O artigo 6º da lei 8.395/94 diz que o documento notarial é espécie do gênero documento público, já que é o notário responsável por formalizar a vontade das partes juridicamente, dando-lhe a forma legal ou autenticidade, autorizando a redação ou redigindo os instrumentos adequados
Com base no princípio da legalidade, o tabelião só poderá fazer o que a lei determinada, pois é servidor público ou exerce delegação de um serviço público, estando submetido aos seus princípios. Assim, a administração pública e seus agentes só podem fazer o que é permitido pela lei, não dispondo da liberdade conferida aos particulares de só não fazem o que é proibido.
É obrigação do tabelião, analisar a situação jurídica, prestando assessoria e investigando a melhor forma de concretizar a vontade dos sujeitos, verificando a documentação, taxas exigíveis (se for o caso), capacidades, competência para poder atuar no feito, poder normativo e objeto
A qualificação é a nota característica da atividade notarial que consiste na confrontação da conduta desejada com a norma aplicável, é a premissa menor do silogismo, verificando qual conduta melhor atende os interesses dos sujeitos. Já a legalização, premissa maior, é a adaptação do negócio jurídico ao direito que o rege, já a legitimação é a relação jurídica entre o ato jurídico com a situação jurídica prévia.
DAS FORMAS JURÍDICAS
A expressão FORMA possui uma acepção ampla, significa o meio pelo qual é expresso o conteúdo da vontade humana e como toda declaração tem uma forma ou meio pelo qual é declarada, para que possa se tornar compreensível ou inteligível (gestual, verbal, escrita, silêncio).
Em sentido estrito, forma é a solenidade ou forma determinada prevista em lei, ou seja, é o conjunto das prescrições legais que devem ser observadas na formação de um negócio.
O direito brasileiro adota o princípio da liberdade das formas (art. 107 CC) que admite a declaração por qualquer meio que o torne compreensivo (oral, verbal, escrita, gestual, silêncio), salvo norma legal em contrário.
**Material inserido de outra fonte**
//! Configuration files.
//!
//! Two TOML files are read: the main configuration and the credentials.
//! Each can be overridden from the environment, `KEYWATCH__` for the main
//! file and `KEYWATCH_CREDENTIALS__` for the credentials, with `__`
//! separating nested keys:
//!
//! ```bash
//! KEYWATCH__GENERAL__APPLICATION_NAME="keys monitor" \
//! KEYWATCH_CREDENTIALS__TELEGRAM__TOKEN="123:abc" \
//! keywatch --config ./config/config.toml
//! ```

use std::path::{Path, PathBuf};

use anyhow::{Context, Result};
use config::{Config, Environment, File, FileFormat};
use serde::de::DeserializeOwned;
use serde::Deserialize;

const CONFIG_ENV_PREFIX: &str = "KEYWATCH";
const CREDENTIALS_ENV_PREFIX: &str = "KEYWATCH_CREDENTIALS";
const ENV_SEPARATOR: &str = "__";

/// Main configuration file.
#[derive(Debug, Clone, Default, PartialEq, Deserialize)]
#[serde(default)]
pub struct MainConfig {
    pub general: GeneralConfig,
    pub output_notifiers: OutputNotifiersConfig,
    pub bls_keys_monitoring: Vec<BlsKeysMonitorConfig>,
}

#[derive(Debug, Clone, Default, PartialEq, Deserialize)]
#[serde(default)]
pub struct GeneralConfig {
    pub application_name: String,
    pub system_self_check: SystemSelfCheckConfig,
    pub alarm_snooze: AlarmSnoozeConfig,
    pub logs: LogsConfig,
}

/// Log files written when `--log-save` is given.
#[derive(Debug, Clone, Default, PartialEq, Deserialize)]
#[serde(default)]
pub struct LogsConfig {
    /// How long one file is written before rolling over.
    pub log_file_life_span_in_sec: u64,
    /// Accepted for compatibility. Files roll over on time only.
    pub log_file_life_span_in_mb: u64,
}

/// Periodic report about the application itself.
#[derive(Debug, Clone, Default, PartialEq, Deserialize)]
#[serde(default)]
pub struct SystemSelfCheckConfig {
    pub enabled: bool,
    /// `"every day"` or a weekday name.
    pub day_of_week: String,
    pub hour: u32,
    pub minute: u32,
    pub polling_interval_in_sec: u64,
}

#[derive(Debug, Clone, Default, PartialEq, Deserialize)]
#[serde(default)]
pub struct AlarmSnoozeConfig {
    pub enabled: bool,
    pub num_notifications_for_each_faulty_key: u32,
    pub snooze_time_in_sec: u64,
}

#[derive(Debug, Clone, Default, PartialEq, Deserialize)]
#[serde(default)]
pub struct OutputNotifiersConfig {
    pub num_retries: u32,
    pub seconds_between_retries: u64,
    pub pushover: NotifierEndpointConfig,
    pub telegram: NotifierEndpointConfig,
    pub slack: NotifierEndpointConfig,
    pub smtp: SmtpNotifierConfig,
}

#[derive(Debug, Clone, Default, PartialEq, Deserialize)]
#[serde(default)]
pub struct NotifierEndpointConfig {
    pub enabled: bool,
    pub url: String,
}

/// E-mail channel. The sender account is in the credentials file.
#[derive(Debug, Clone, Default, PartialEq, Deserialize)]
#[serde(default)]
pub struct SmtpNotifierConfig {
    pub enabled: bool,
    pub to: String,
    pub smtp_port: u16,
    pub smtp_host: String,
}

/// One monitored network.
#[derive(Debug, Clone, Default, PartialEq, Deserialize)]
#[serde(default)]
pub struct BlsKeysMonitorConfig {
    pub name: String,
    /// Largest `rating - temp_rating` gap tolerated before alerting.
    pub alarm_delta_rating_drop: f64,
    pub api_url: String,
    pub explorer_url: String,
    pub polling_interval_in_seconds: u64,
    pub list_file: PathBuf,
}

/// Credentials file.
#[derive(Debug, Clone, Default, PartialEq, Deserialize)]
#[serde(default)]
pub struct CredentialsConfig {
    pub pushover: PushoverCredentials,
    pub telegram: TelegramCredentials,
    pub slack: SlackCredentials,
    pub smtp: SmtpCredentials,
}

#[derive(Debug, Clone, Default, PartialEq, Deserialize)]
#[serde(default)]
pub struct TokenUserKey {
    pub token: String,
    pub user_key: String,
}

#[derive(Debug, Clone, Default, PartialEq, Deserialize)]
#[serde(default)]
pub struct TokenChatId {
    pub token: String,
    pub chat_id: String,
}

#[derive(Debug, Clone, Default, PartialEq, Deserialize)]
#[serde(default)]
pub struct SlackSecret {
    pub secret: String,
}

/// Pushover account plus any number of extra recipients.
#[derive(Debug, Clone, Default, PartialEq, Deserialize)]
#[serde(default)]
pub struct PushoverCredentials {
    pub token: String,
    pub user_key: String,
    pub additional: Vec<TokenUserKey>,
}

impl PushoverCredentials {
    /// The primary entry followed by the additional ones.
    pub fn all(&self) -> Vec<TokenUserKey> {
        let primary = TokenUserKey {
            token: self.token.clone(),
            user_key: self.user_key.clone(),
        };
        std::iter::once(primary)
            .chain(self.additional.iter().cloned())
            .collect()
    }
}

#[derive(Debug, Clone, Default, PartialEq, Deserialize)]
#[serde(default)]
pub struct TelegramCredentials {
    pub token: String,
    pub chat_id: String,
    pub additional: Vec<TokenChatId>,
}

impl TelegramCredentials {
    /// The primary entry followed by the additional ones.
    pub fn all(&self) -> Vec<TokenChatId> {
        let primary = TokenChatId {
            token: self.token.clone(),
            chat_id: self.chat_id.clone(),
        };
        std::iter::once(primary)
            .chain(self.additional.iter().cloned())
            .collect()
    }
}

#[derive(Debug, Clone, Default, PartialEq, Deserialize)]
#[serde(default)]
pub struct SlackCredentials {
    pub secret: String,
    pub additional: Vec<SlackSecret>,
}

impl SlackCredentials {
    /// The primary entry followed by the additional ones.
    pub fn all(&self) -> Vec<SlackSecret> {
        let primary = SlackSecret {
            secret: self.secret.clone(),
        };
        std::iter::once(primary)
            .chain(self.additional.iter().cloned())
            .collect()
    }
}

#[derive(Debug, Clone, Default, PartialEq, Deserialize)]
#[serde(default)]
pub struct SmtpCredentials {
    pub email: String,
    pub password: String,
}

/// Everything the application is assembled from.
#[derive(Debug, Clone, Default, PartialEq)]
pub struct AllConfigs {
    pub config: MainConfig,
    pub credentials: CredentialsConfig,
}

impl AllConfigs {
    /// Read both files and apply the environment overrides.
    pub fn load(config_path: &Path, credentials_path: &Path) -> Result<Self> {
        Ok(Self {
            config: load_toml(config_path, CONFIG_ENV_PREFIX)?,
            credentials: load_toml(credentials_path, CREDENTIALS_ENV_PREFIX)?,
        })
    }
}

fn load_toml<T: DeserializeOwned>(path: &Path, env_prefix: &str) -> Result<T> {
    let config = Config::builder()
        .add_source(File::from(path).format(FileFormat::Toml))
        .add_source(Environment::with_prefix(env_prefix).separator(ENV_SEPARATOR))
        .build()
        .with_context(|| format!("reading {}", path.display()))?;

    config
        .try_deserialize()
        .with_context(|| format!("decoding {}", path.display()))
}

#[cfg(test)]
mod tests {
    use super::*;
    use std::io::Write;
    use tempfile::NamedTempFile;

    fn write_toml(contents: &str) -> NamedTempFile {
        let mut file = NamedTempFile::new().unwrap();
        file.write_all(contents.as_bytes()).unwrap();
        file
    }

    const MAIN: &str = r#"
[general]
application_name = "Keys monitoring app"

[general.system_self_check]
enabled = true
day_of_week = "every day"
hour = 12
minute = 1
polling_interval_in_sec = 30

[general.alarm_snooze]
enabled = true
num_notifications_for_each_faulty_key = 3
snooze_time_in_sec = 43200

[general.logs]
log_file_life_span_in_sec = 86400
log_file_life_span_in_mb = 1024

[output_notifiers]
num_retries = 3
seconds_between_retries = 10

[output_notifiers.pushover]
enabled = true
url = "https://api.pushover.net/1/messages.json"

[output_notifiers.smtp]
enabled = true
to = "alerts@example.com"
smtp_port = 587
smtp_host = "smtp.example.com"

[[bls_keys_monitoring]]
alarm_delta_rating_drop = 1.0
name = "test 1"
api_url = "test URL 1"
explorer_url = "explorer URL 1"
polling_interval_in_seconds = 300
list_file = "./config/network1.list"

[[bls_keys_monitoring]]
alarm_delta_rating_drop = 2.0
name = "test 2"
api_url = "test URL 2"
explorer_url = "explorer URL 2"
polling_interval_in_seconds = 301
list_file = "./config/network2.list"
"#;

    const CREDENTIALS: &str = r#"
[pushover]
token = "token1"
user_key = "userKey1"

[[pushover.additional]]
token = "token2"
user_key = "userKey2"

[telegram]
token = "bot-token"
chat_id = "42"

[smtp]
email = "monitor@example.com"
password = "app-password"
"#;

    #[test]
    fn loads_main_config() {
        let file = write_toml(MAIN);
        let config: MainConfig = load_toml(file.path(), "KEYWATCH_TEST_MAIN").unwrap();

        let expected = MainConfig {
            general: GeneralConfig {
                application_name: "Keys monitoring app".to_string(),
                system_self_check: SystemSelfCheckConfig {
                    enabled: true,
                    day_of_week: "every day".to_string(),
                    hour: 12,
                    minute: 1,
                    polling_interval_in_sec: 30,
                },
                alarm_snooze: AlarmSnoozeConfig {
                    enabled: true,
                    num_notifications_for_each_faulty_key: 3,
                    snooze_time_in_sec: 43200,
                },
                logs: LogsConfig {
                    log_file_life_span_in_sec: 86400,
                    log_file_life_span_in_mb: 1024,
                },
            },
            output_notifiers: OutputNotifiersConfig {
                num_retries: 3,
                seconds_between_retries: 10,
                pushover: NotifierEndpointConfig {
                    enabled: true,
                    url: "https://api.pushover.net/1/messages.json".to_string(),
                },
                smtp: SmtpNotifierConfig {
                    enabled: true,
                    to: "alerts@example.com".to_string(),
                    smtp_port: 587,
                    smtp_host: "smtp.example.com".to_string(),
                },
                ..Default::default()
            },
            bls_keys_monitoring: vec![
                BlsKeysMonitorConfig {
                    name: "test 1".to_string(),
                    alarm_delta_rating_drop: 1.0,
                    api_url: "test URL 1".to_string(),
                    explorer_url: "explorer URL 1".to_string(),
                    polling_interval_in_seconds: 300,
                    list_file: PathBuf::from("./config/network1.list"),
                },
                BlsKeysMonitorConfig {
                    name: "test 2".to_string(),
                    alarm_delta_rating_drop: 2.0,
                    api_url: "test URL 2".to_string(),
                    explorer_url: "explorer URL 2".to_string(),
                    polling_interval_in_seconds: 301,
                    list_file: PathBuf::from("./config/network2.list"),
                },
            ],
        };
        assert_eq!(config, expected);
    }

    #[test]
    fn loads_credentials() {
        let file = write_toml(CREDENTIALS);
        let credentials: CredentialsConfig =
            load_toml(file.path(), "KEYWATCH_TEST_CREDENTIALS").unwrap();

        assert_eq!(
            credentials.pushover.all(),
            vec![
                TokenUserKey {
                    token: "token1".to_string(),
                    user_key: "userKey1".to_string(),
                },
                TokenUserKey {
                    token: "token2".to_string(),
                    user_key: "userKey2".to_string(),
                },
            ]
        );
        assert_eq!(credentials.telegram.all().len(), 1);
        assert_eq!(credentials.telegram.chat_id, "42");
        assert_eq!(credentials.slack, SlackCredentials::default());
        assert_eq!(
            credentials.smtp,
            SmtpCredentials {
                email: "monitor@example.com".to_string(),
                password: "app-password".to_string(),
            }
        );
    }

    #[test]
    fn logs_section_defaults_to_zero() {
        let file = write_toml("[general.logs]\nlog_file_life_span_in_sec = 3600\n");
        let config: MainConfig = load_toml(file.path(), "KEYWATCH_TEST_LOGS").unwrap();

        assert_eq!(
            config.general.logs,
            LogsConfig {
                log_file_life_span_in_sec: 3600,
                log_file_life_span_in_mb: 0,
            }
        );
        assert_eq!(config.output_notifiers.smtp, SmtpNotifierConfig::default());
    }

    #[test]
    fn load_reads_both_files() {
        let main = write_toml(MAIN);
        let credentials = write_toml(CREDENTIALS);

        let all = AllConfigs::load(main.path(), credentials.path()).unwrap();

        assert_eq!(all.config.bls_keys_monitoring.len(), 2);
        assert_eq!(all.credentials.pushover.token, "token1");
    }

    #[test]
    fn missing_file_is_an_error() {
        let dir = tempfile::tempdir().unwrap();
        let missing = dir.path().join("missing.toml");

        let err = AllConfigs::load(&missing, &missing).unwrap_err();

        assert!(err.to_string().contains("missing.toml"));
    }

    #[test]
    fn malformed_value_is_an_error() {
        let file = write_toml("[general.system_self_check]\nhour = \"noon\"\n");
        assert!(load_toml::<MainConfig>(file.path(), "KEYWATCH_TEST_BAD").is_err());
    }
}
Ainda que seja mais consentâneo com o dinamismo e agilidade dos negócios jurídicos econômicos, sempre será necessário certo grau de formalismo, seja com o objetivo de levar às partes a refletirem melhor sobre sua conveniência ou oportunidade (diminuindo às decisões por impulso), comprovando a seriedade de sua vontade (aumenta a clareza e precisão da declaração de vontade) e distingue a declaração negocial de outras manifestações de vontades não vinculativas (separa o pacto jurídico das declarações não vinculativas), conferindo segurança e estabilidade às negociações (não produzindo surpresas, mudanças de regras, facilitando a prova do ato ou negócio jurídico e limite da vontade declarada, além de favorecer a atividade do fisco de arrecadar), prevenindo litígios
Entretanto, a forma implica também obstáculos, prescrevendo a lei solenidades apenas para negócios jurídicos considerados relevantes sob o ponto de vista social e econômico
É a forma, também, um elemento de validade e de pré-constituição das provas, facilitando a demonstração de existência e conteúdo. No primeiro, a inobservância poderá ocasionar a nulidade do ato ou negócio jurídico (ad solemnitatem) e o segundo, o descumprimento causa ineficaz o ato, salvo se puder ser provado por outro meio (ad probationem)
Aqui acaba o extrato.